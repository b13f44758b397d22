//! Leptos client-side app wiring and routes.

use leptos::prelude::*;
use leptos_meta::*;
use leptos_router::components::*;
use leptos_router::path;
use log::{Level, info};

// Modules
mod components;
mod pages;

// Top-Level pages
use crate::pages::home::Home;
use crate::pages::not_found::NotFound;

/// Initialize logging and panic hooks for the WASM target.
pub fn init_logging() {
	let _ = console_log::init_with_level(Level::Debug);
	console_error_panic_hook::set_once();
	info!("Logging initialized");
}

/// An app router which renders the note graph and handles 404's
#[component]
pub fn App() -> impl IntoView {
	// Provides context that manages stylesheets, titles, meta tags, etc.
	provide_meta_context();

	view! {
		<Html attr:lang="en" attr:dir="ltr" attr:data-theme="dark" />

		// sets the document title
		<Title text="Note Graph" />

		// injects metadata in the <head> of the page
		<Meta charset="UTF-8" />
		<Meta name="viewport" content="width=device-width, initial-scale=1.0" />

		<Router>
			<Routes fallback=|| view! { <NotFound /> }>
				<Route path=path!("/") view=Home />
			</Routes>
		</Router>
	}
}
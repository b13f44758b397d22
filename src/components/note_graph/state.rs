//! Coordinator-owned state: one generation of the model plus camera,
//! interaction and physics configuration. The DOM layer mutates this
//! through a `RefCell`; everything here stays free of `web_sys`.

use super::camera::{Bounds, Camera};
use super::interaction::Interaction;
use super::model::{self, GraphModel};
use super::physics::{self, PhysicsConfig};
use super::types::Note;

const FIT_PADDING: f64 = 60.0;

pub struct NoteGraphState {
	pub model: GraphModel,
	pub camera: Camera,
	pub interaction: Interaction,
	pub physics: PhysicsConfig,
	/// Canvas size in logical (CSS) pixels; graph space matches.
	pub width: f64,
	pub height: f64,
	pub running: bool,
}

impl NoteGraphState {
	pub fn new(notes: &[Note], width: f64, height: f64, rng: impl FnMut() -> f64) -> Self {
		Self {
			model: model::generate(notes, width, height, rng),
			camera: Camera::default(),
			interaction: Interaction::default(),
			physics: PhysicsConfig::default(),
			width,
			height,
			running: true,
		}
	}

	/// Full regeneration from the current note snapshot: node identities and
	/// positions are discarded, not diffed. Hover/selection/drag refer to the
	/// replaced generation, so they are cleared; the camera is kept.
	pub fn refresh(&mut self, notes: &[Note], rng: impl FnMut() -> f64) {
		self.model = model::generate(notes, self.width, self.height, rng);
		self.interaction = Interaction::default();
	}

	/// One simulation step. The drag target, if any, is excluded; its
	/// position belongs to the interaction layer this frame.
	pub fn tick(&mut self) {
		physics::step(
			&mut self.model.nodes,
			&self.model.edges,
			self.width,
			self.height,
			self.interaction.dragging,
			&self.physics,
		);
	}

	pub fn resize(&mut self, width: f64, height: f64) {
		self.width = width;
		self.height = height;
	}

	/// Frame the whole graph: bounding box of all node circles plus fixed
	/// padding, never zooming in past 1.0.
	pub fn zoom_to_fit(&mut self) {
		let mut bounds = Bounds::empty();
		for node in &self.model.nodes {
			bounds.include_circle(node.x, node.y, node.radius);
		}
		self.camera
			.fit_bounds(&bounds, self.width, self.height, FIT_PADDING);
	}
}
//! Top-level pages.

pub mod home;
pub mod not_found;
mod camera;
mod component;
mod interaction;
mod model;
mod physics;
mod render;
mod state;
mod text;
mod types;

pub use component::NoteGraphCanvas;
pub use types::Note;
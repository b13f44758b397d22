use leptos::prelude::*;

use crate::components::note_graph::{Note, NoteGraphCanvas};

fn note(id: &str, title: &str, content: &str, tags: &[&str], links: &[&str]) -> Note {
	Note {
		id: id.to_string(),
		title: title.to_string(),
		content: content.to_string(),
		tags: tags.iter().map(|t| t.to_string()).collect(),
		links: links.iter().map(|l| l.to_string()).collect(),
	}
}

/// A small linked note collection standing in for the external note store.
/// Link titles reference other notes' titles; shared tags form weak edges.
fn sample_notes() -> Vec<Note> {
	vec![
		note(
			"1",
			"Zettelkasten",
			"A slip-box of atomic notes, each linked to its neighbors. See [[Evergreen Notes]] and [[Backlinks]] for the habits that make it work.",
			&["method"],
			&["Evergreen Notes", "Backlinks"],
		),
		note(
			"2",
			"Evergreen Notes",
			"Notes written to be revisited and revised forever, not filed and forgotten. The opposite of meeting minutes.",
			&["method", "writing"],
			&["Zettelkasten"],
		),
		note(
			"3",
			"Backlinks",
			"Every link is bidirectional if you index it. Backlinks surface the notes that reference this one.",
			&["graph"],
			&[],
		),
		note(
			"4",
			"Spaced Repetition",
			"Review at expanding intervals. Pairs well with an atomic note habit like [[Zettelkasten]].",
			&["memory", "method"],
			&["Zettelkasten"],
		),
		note(
			"5",
			"Force-Directed Layout",
			"Treat nodes as charged particles and edges as springs, then let the system settle. See [[Graph Drawing]].",
			&["graph", "algorithms"],
			&["Graph Drawing"],
		),
		note(
			"6",
			"Graph Drawing",
			"The art of putting a graph on a plane without turning it into spaghetti.",
			&["graph", "algorithms"],
			&[],
		),
		note(
			"7",
			"Rust",
			"Systems language with ownership and borrowing. Compiles to [[WebAssembly]] nicely.",
			&["programming"],
			&["WebAssembly"],
		),
		note(
			"8",
			"WebAssembly",
			"A portable compile target that runs in the browser at near-native speed.",
			&["programming", "web"],
			&[],
		),
		note(
			"9",
			"Canvas Rendering",
			"Immediate-mode 2D drawing in the browser. The whole frame is repainted every tick, which keeps state management trivial.",
			&["web"],
			&["WebAssembly"],
		),
		note(
			"10",
			"Personal Knowledge Base",
			"Notes, links and tags in one place, with the link structure made visible as a graph.",
			&["method"],
			&["Zettelkasten", "Backlinks"],
		),
	]
}

/// Default Home Page: the full-screen note graph over the sample collection.
#[component]
pub fn Home() -> impl IntoView {
	let notes = RwSignal::new(sample_notes());
	let fit_requests = RwSignal::new(0u32);
	let last_opened = RwSignal::new(Option::<String>::None);

	let on_note_open = Callback::new(move |id: String| {
		log::info!("note double-clicked: {id}");
		last_opened.set(Some(id));
	});

	view! {
		<ErrorBoundary fallback=|errors| {
			view! {
				<h1>"Uh oh! Something went wrong!"</h1>

				<p>"Errors: "</p>
				<ul>
					{move || {
						errors
							.get()
							.into_iter()
							.map(|(_, e)| view! { <li>{e.to_string()}</li> })
							.collect_view()
					}}
				</ul>
			}
		}>

			<div class="fullscreen-graph">
				<NoteGraphCanvas
					notes=notes
					fullscreen=true
					fit_requests=Signal::from(fit_requests)
					on_note_open=on_note_open
				/>
				<div class="graph-overlay">
					<h1>"Note Graph"</h1>
					<p class="subtitle">
						"Drag notes to reposition. Scroll to zoom. Drag the background to pan. "
						"Click a note for details, double-click to open it."
					</p>
					{move || {
						last_opened
							.get()
							.map(|id| view! { <p class="subtitle">"Last opened note id: " {id}</p> })
					}}
					<div class="graph-controls">
						<button on:click=move |_| fit_requests.update(|n| *n += 1)>
							"Fit view"
						</button>
						<button on:click=move |_| notes.set(sample_notes())>"Reshuffle"</button>
					</div>
				</div>
			</div>
		</ErrorBoundary>
	}
}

++++++

§ **Task description**
The answer must consist solely of the lines from the first line of the data to the line holding "<Routes fallback=|| view!", each given again exactly.

§ **Completed task**
repository b13f44758b397d22
//! Leptos client-side app wiring and routes.

use leptos::prelude::*;
use leptos_meta::*;
use leptos_router::components::*;
use leptos_router::path;
use log::{Level, info};

// Modules
mod components;
mod pages;

// Top-Level pages
use crate::pages::home::Home;
use crate::pages::not_found::NotFound;

/// Initialize logging and panic hooks for the WASM target.
pub fn init_logging() {
	let _ = console_log::init_with_level(Level::Debug);
	console_error_panic_hook::set_once();
	info!("Logging initialized");
}

/// An app router which renders the note graph and handles 404's
#[component]
pub fn App() -> impl IntoView {
	// Provides context that manages stylesheets, titles, meta tags, etc.
	provide_meta_context();

	view! {
		<Html attr:lang="en" attr:dir="ltr" attr:data-theme="dark" />

		// sets the document title
		<Title text="Note Graph" />

		// injects metadata in the <head> of the page
		<Meta charset="UTF-8" />
		<Meta name="viewport" content="width=device-width, initial-scale=1.0" />

		<Router>
			<Routes fallback=|| view! { <NotFound /> }>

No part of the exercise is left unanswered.